Washington, DC, April 14, 2010 – The National Business Aviation Association (NBAA) today applauded the Washington State legislature’s recent decision to set aside an onerous tax proposal for aircraft, which had been debated for possible inclusion in the state’s annual spending package.
Final passage of the spending bill – which was approved without the tax on Monday – came near the end of a special legislative session called by Governor Chris Gregoire after the legislature’s regular session expired at the end of March.
In welcoming the development, NBAA President and CEO Ed Bolen said: “We have long said that when our industry collectively makes its voice heard, we can help shape policies that impact the business aviation community. We applaud the many NBAA Members and took the critical step of contacting their elected representatives – that unified mobilization was critical to a positive outcome.”
The tax proposal was offered by Washington state lawmakers as a means to address a shortfall in annual revenues to fund state programs. Facing a budget deficit, legislators had alternately proposed either a 0.5-percent tax on all aircraft (raising the existing aircraft registration fee by as much as 1,400 percent), or an equally onerous taxation method based on a complicated chart of aircraft types and manufacture dates.
To oppose the tax hike, NBAA and its Members banded with others in a unified grassroots coalition, known as the Washington Aviation Coalition (WAC). The WAC included the Pacific Northwest Business Aviation Association (PNBAA), Members of the Aircraft Owners and Pilots Association, the Washington Pilots Association and others.

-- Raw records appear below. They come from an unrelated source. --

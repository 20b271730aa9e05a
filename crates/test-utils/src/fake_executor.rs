use std::collections::HashMap;
use std::sync::{Arc, Mutex};

use jobqueue::exec::{CommandRequest, ProcessExecutor, ProcessFuture};
use jobqueue::fs::mock::MockFileSystem;

/// A fake executor that:
/// - records the argv of every command it is asked to run
/// - resolves immediately with a configurable exit code per program (0 by
///   default)
/// - optionally "produces" files by writing them into a `MockFileSystem`.
#[derive(Debug, Clone, Default)]
pub struct FakeExecutor {
    calls: Arc<Mutex<Vec<Vec<String>>>>,
    exit_codes: HashMap<String, i32>,
    produces: HashMap<String, Vec<String>>,
    fs: Option<MockFileSystem>,
}

impl FakeExecutor {
    pub fn new() -> Self {
        Self::default()
    }

    /// Files written by `produces` go into `fs`.
    pub fn with_fs(mut self, fs: MockFileSystem) -> Self {
        self.fs = Some(fs);
        self
    }

    pub fn exit_code(mut self, program: &str, code: i32) -> Self {
        self.exit_codes.insert(program.to_string(), code);
        self
    }

    /// Running `program` creates `paths`.
    pub fn produces(mut self, program: &str, paths: &[&str]) -> Self {
        self.produces.insert(
            program.to_string(),
            paths.iter().map(|p| p.to_string()).collect(),
        );
        self
    }

    pub fn calls(&self) -> Vec<Vec<String>> {
        self.calls.lock().unwrap().clone()
    }

    /// Program names of every recorded call, in order.
    pub fn programs(&self) -> Vec<String> {
        self.calls()
            .into_iter()
            .filter_map(|argv| argv.first().cloned())
            .collect()
    }
}

impl ProcessExecutor for FakeExecutor {
    fn execute(&self, request: CommandRequest) -> ProcessFuture {
        let program = request.program().unwrap_or_default().to_string();
        self.calls.lock().unwrap().push(request.argv.clone());

        if let (Some(fs), Some(paths)) = (&self.fs, self.produces.get(&program)) {
            for path in paths {
                fs.add_file(path, format!("made by {program}"));
            }
        }

        let code = self.exit_codes.get(&program).copied().unwrap_or(0);
        ProcessFuture::ready(Ok(code))
    }
}
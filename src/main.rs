// src/main.rs

use std::process::ExitCode;

use jobqueue::{cli, logging, run};

fn main() -> ExitCode {
    match run_main() {
        Ok(true) => ExitCode::SUCCESS,
        Ok(false) => ExitCode::FAILURE,
        Err(err) => {
            eprintln!("jobqueue error: {err}");
            ExitCode::FAILURE
        }
    }
}

fn run_main() -> anyhow::Result<bool> {
    let args = cli::parse();
    logging::init_logging(args.log_level)?;
    Ok(run(args)?)
}
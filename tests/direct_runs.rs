// tests/direct_runs.rs
#![cfg(unix)]

use jobqueue::config::Settings;
use jobqueue::engine::{self, JobOutcome};
use jobqueue::errors::JobqueueError;
use jobqueue::job::{JobDef, Registry};
use jobqueue::run_with;
use jobqueue_test_utils::{init_tracing, quiet_options, Harness};

#[test]
fn jobs_produce_real_files() {
    init_tracing();
    let dir = tempfile::tempdir().unwrap();
    let input = dir.path().join("in.txt");
    let output = dir.path().join("out.txt");
    std::fs::write(&input, "hello").unwrap();

    let def = JobDef::new("copy", |job, (from, to): &(String, String)| {
        job.input_path(from.as_str());
        job.output_path(to.as_str());
        let Some(mut cmd) = job.commit() else {
            return Ok(());
        };
        cmd.run(["cp", from.as_str(), to.as_str()])
    });

    let mut registry = Registry::default();
    registry
        .schedule(
            &def,
            (
                input.display().to_string(),
                output.display().to_string(),
            ),
        )
        .unwrap();

    let mut harness = Harness::direct();
    let summary = engine::run(&mut registry, &mut harness.ctx);

    assert_eq!(summary.outcome_of("copy"), Some(&JobOutcome::Succeeded));
    assert_eq!(std::fs::read_to_string(&output).unwrap(), "hello");
}

#[test]
fn run_with_dry_run_executes_nothing() {
    let dir = tempfile::tempdir().unwrap();
    let marker = dir.path().join("marker");

    let def = JobDef::new("touch", |job, path: &String| {
        job.output_path(path.as_str());
        let Some(mut cmd) = job.commit() else {
            return Ok(());
        };
        cmd.run(["touch", path.as_str()])
    });
    let mut registry = Registry::default();
    registry
        .schedule(&def, marker.display().to_string())
        .unwrap();

    let settings = Settings {
        run: false,
        window: false,
        exec: quiet_options(),
    };
    assert!(run_with(&settings, registry).unwrap());
    assert!(!marker.exists());
}

#[test]
fn run_with_executes_and_reports_success() {
    let dir = tempfile::tempdir().unwrap();
    let marker = dir.path().join("marker");

    let def = JobDef::new("touch", |job, path: &String| {
        job.output_path(path.as_str());
        let Some(mut cmd) = job.commit() else {
            return Ok(());
        };
        cmd.run(["touch", path.as_str()])
    });
    let mut registry = Registry::default();
    registry
        .schedule(&def, marker.display().to_string())
        .unwrap();

    let settings = Settings {
        run: true,
        window: false,
        exec: quiet_options(),
    };
    assert!(run_with(&settings, registry).unwrap());
    assert!(marker.exists());
}

#[test]
fn run_with_aborts_before_running_when_jobs_have_errors() {
    let dir = tempfile::tempdir().unwrap();
    let missing = dir.path().join("missing-input");
    let marker = dir.path().join("marker");

    let def = JobDef::new("needs-input", |job, (input, output): &(String, String)| {
        job.input_path(input.as_str());
        job.output_path(output.as_str());
        let Some(mut cmd) = job.commit() else {
            return Ok(());
        };
        cmd.run(["touch", output.as_str()])
    });
    let mut registry = Registry::default();
    registry
        .schedule(
            &def,
            (missing.display().to_string(), marker.display().to_string()),
        )
        .unwrap();

    let settings = Settings {
        run: true,
        ..Settings::default()
    };
    let result = run_with(&settings, registry);

    assert!(matches!(result, Err(JobqueueError::JobsHaveErrors(1))));
    assert!(!marker.exists());
}

#[test]
fn failing_job_makes_run_with_return_false() {
    let dir = tempfile::tempdir().unwrap();
    let never = dir.path().join("never");

    let def = JobDef::new("fails", |job, path: &String| {
        job.output_path(path.as_str());
        let Some(mut cmd) = job.commit() else {
            return Ok(());
        };
        cmd.run(["sh", "-c", "exit 3"])
    });
    let mut registry = Registry::default();
    registry
        .schedule(&def, never.display().to_string())
        .unwrap();

    let settings = Settings {
        run: true,
        window: false,
        exec: quiet_options(),
    };
    assert!(!run_with(&settings, registry).unwrap());
}

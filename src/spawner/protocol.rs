// src/spawner/protocol.rs

//! Wire format between the spawner and its worker.
//!
//! One JSON document per line, in both directions. Every request carries an
//! id that the matching response echoes back.

use serde::de::DeserializeOwned;
use serde::{Deserialize, Serialize};

use crate::exec::{CommandRequest, ExecError};

#[derive(Debug, Clone, PartialEq, Eq, Serialize, Deserialize)]
pub struct WorkerRequest {
    pub id: u64,
    pub command: CommandRequest,
}

#[derive(Debug, Clone, PartialEq, Eq, Serialize, Deserialize)]
pub struct WorkerResponse {
    pub id: u64,
    pub outcome: WorkerOutcome,
}

#[derive(Debug, Clone, PartialEq, Eq, Serialize, Deserialize)]
#[serde(tag = "kind", rename_all = "snake_case")]
pub enum WorkerOutcome {
    Exited { code: i32 },
    Failed { message: String },
}

/// Serialize `msg` as a single newline-terminated line.
pub fn encode<T: Serialize>(msg: &T) -> Result<String, ExecError> {
    let mut line =
        serde_json::to_string(msg).map_err(|e| ExecError::Protocol(e.to_string()))?;
    line.push('\n');
    Ok(line)
}

pub fn decode<T: DeserializeOwned>(line: &str) -> Result<T, ExecError> {
    serde_json::from_str(line.trim_end()).map_err(|e| ExecError::Protocol(e.to_string()))
}

#[cfg(test)]
mod tests {
    use super::*;
    use crate::exec::IoOptions;
    use crate::types::StdinMode;

    #[test]
    fn encoded_messages_are_single_lines() {
        let req = WorkerRequest {
            id: 3,
            command: CommandRequest::new(
                vec!["echo".into(), "two\nlines".into()],
                IoOptions {
                    stdin: StdinMode::Inherit,
                    merge_stderr: false,
                },
            ),
        };
        let line = encode(&req).unwrap();
        assert_eq!(line.matches('\n').count(), 1);
        assert!(line.ends_with('\n'));

        let back: WorkerRequest = decode(&line).unwrap();
        assert_eq!(back, req);
    }

    #[test]
    fn outcome_is_tagged() {
        let resp = WorkerResponse {
            id: 1,
            outcome: WorkerOutcome::Exited { code: 2 },
        };
        let line = encode(&resp).unwrap();
        assert!(line.contains("\"kind\":\"exited\""));
    }

    #[test]
    fn garbage_is_a_protocol_error() {
        let err = decode::<WorkerResponse>("not json").unwrap_err();
        assert!(matches!(err, ExecError::Protocol(_)));
    }
}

The coalition presented state policymakers with a unified message based on a central fact: General aviation, including business aviation, is a major economic driver in the State of Washington, supporting 178,375 jobs and producing $140,774,869 in wages. Either of the tax-hike proposals would likely decrease tax revenues and drive business out of the state.

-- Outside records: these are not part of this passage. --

// src/cli.rs

//! CLI argument parsing using `clap`.

use std::path::PathBuf;

use clap::{Parser, Subcommand, ValueEnum};

use crate::config::default_config_path;

/// Command-line arguments for `jobqueue`.
#[derive(Debug, Clone, Parser)]
#[command(
    name = "jobqueue",
    version,
    about = "Check and run a queue of jobs declared by their input and output files.",
    long_about = None
)]
pub struct CliArgs {
    #[command(subcommand)]
    pub command: Option<Command>,

    /// Path to the job file (TOML).
    #[arg(long, value_name = "PATH", default_value_os_t = default_config_path())]
    pub jobs: PathBuf,

    /// Run the jobs after verification. Without this flag only the
    /// verification report is printed.
    #[arg(long)]
    pub run: bool,

    /// Run commands through a worker process in a separate console window.
    #[arg(long, requires = "run")]
    pub window: bool,

    /// Disable the progress animation.
    #[arg(long)]
    pub no_progress: bool,

    /// Logging level (error, warn, info, debug, trace).
    ///
    /// If omitted, `JOBQUEUE_LOG` or `warn` is used.
    #[arg(long, value_enum, value_name = "LEVEL")]
    pub log_level: Option<LogLevel>,
}

#[derive(Debug, Clone, Subcommand)]
pub enum Command {
    /// Serve commands for a parent `jobqueue --window` process.
    #[command(name = "spawner-worker", hide = true)]
    SpawnerWorker,
}

/// Log level as exposed on the CLI.
#[derive(Debug, Copy, Clone, ValueEnum)]
pub enum LogLevel {
    Error,
    Warn,
    Info,
    Debug,
    Trace,
}

/// Convenience wrapper around `CliArgs::parse()`.
pub fn parse() -> CliArgs {
    CliArgs::parse()
}

#[cfg(test)]
mod tests {
    use clap::CommandFactory;

    use super::*;
    use crate::spawner::WORKER_SUBCOMMAND;

    #[test]
    fn cli_definition_is_consistent() {
        CliArgs::command().debug_assert();
    }

    #[test]
    fn defaults_to_dry_run_on_jobs_toml() {
        let args = CliArgs::try_parse_from(["jobqueue"]).unwrap();
        assert_eq!(args.jobs, PathBuf::from("Jobs.toml"));
        assert!(!args.run);
        assert!(!args.window);
        assert!(args.command.is_none());
    }

    #[test]
    fn jobs_path_can_be_overridden() {
        let args = CliArgs::try_parse_from(["jobqueue", "--jobs", "ci/Jobs.toml"]).unwrap();
        assert_eq!(args.jobs, PathBuf::from("ci/Jobs.toml"));
    }

    #[test]
    fn window_requires_run() {
        assert!(CliArgs::try_parse_from(["jobqueue", "--window"]).is_err());
        let args = CliArgs::try_parse_from(["jobqueue", "--run", "--window"]).unwrap();
        assert!(args.window);
    }

    #[test]
    fn worker_subcommand_matches_spawner_constant() {
        let args = CliArgs::try_parse_from(["jobqueue", WORKER_SUBCOMMAND]).unwrap();
        assert!(matches!(args.command, Some(Command::SpawnerWorker)));
    }

    #[test]
    fn log_level_is_parsed() {
        let args = CliArgs::try_parse_from(["jobqueue", "--log-level", "debug"]).unwrap();
        assert!(matches!(args.log_level, Some(LogLevel::Debug)));
    }
}
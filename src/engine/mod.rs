// src/engine/mod.rs

//! Run engine: the two passes over the job registry.
//!
//! - [`verify`] classifies every job in order, accumulating the outputs of
//!   jobs that will run, and prints the classification. Nothing executes.
//! - [`run`] walks the jobs again and executes the ones that must run,
//!   recording one [`JobOutcome`] per job.
//!
//! Classification itself is pure and lives in [`crate::analysis`].

pub mod run;
pub mod summary;
pub mod verify;

pub use run::run;
pub use summary::{JobOutcome, JobRun, OutputCheck, RunSummary};
pub use verify::{verify, JobVerdict, VerifyReport};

“Legislators didn’t have a clear understanding of the true economic impact of aviation in the state of Washington,” said PNBAA Board Chairman Jim Bennett. “FBOs wouldn’t sell enough fuel, so their margins would get thinner and thinner. Airports that would be impacted by those airplanes that moved to another state. Clearly, the impact was greater than the legislators had anticipated.”
Bennett’s fellow PNBAA Board Member, Chuck Kegley, agreed: “One voice, one message was the single driving premise for our group,” he said. “Jobs, jobs, jobs. Aviation contributes immensely to the local and regional tax bases already, and any additional burden of a new tax may be enough to push these operators and aircraft owners to consider cheaper options, outside the state of Washington.”
WAC Chair Ryan Zulauf echoed Kegley’s assessment: ““We pooled our resources in the effort to defeat the aircraft excise tax, he said. “This is the first time we’ve ever done that, and it was really effective.”
NBAA and its Member representatives supported the coalition’s work by attending meetings with lawmakers to outline concerns, providing testimony at legislative committee hearings on the issue, and sending multiple “Call to Action” messages to NBAA Members to ask them to make their voices heard on the matter.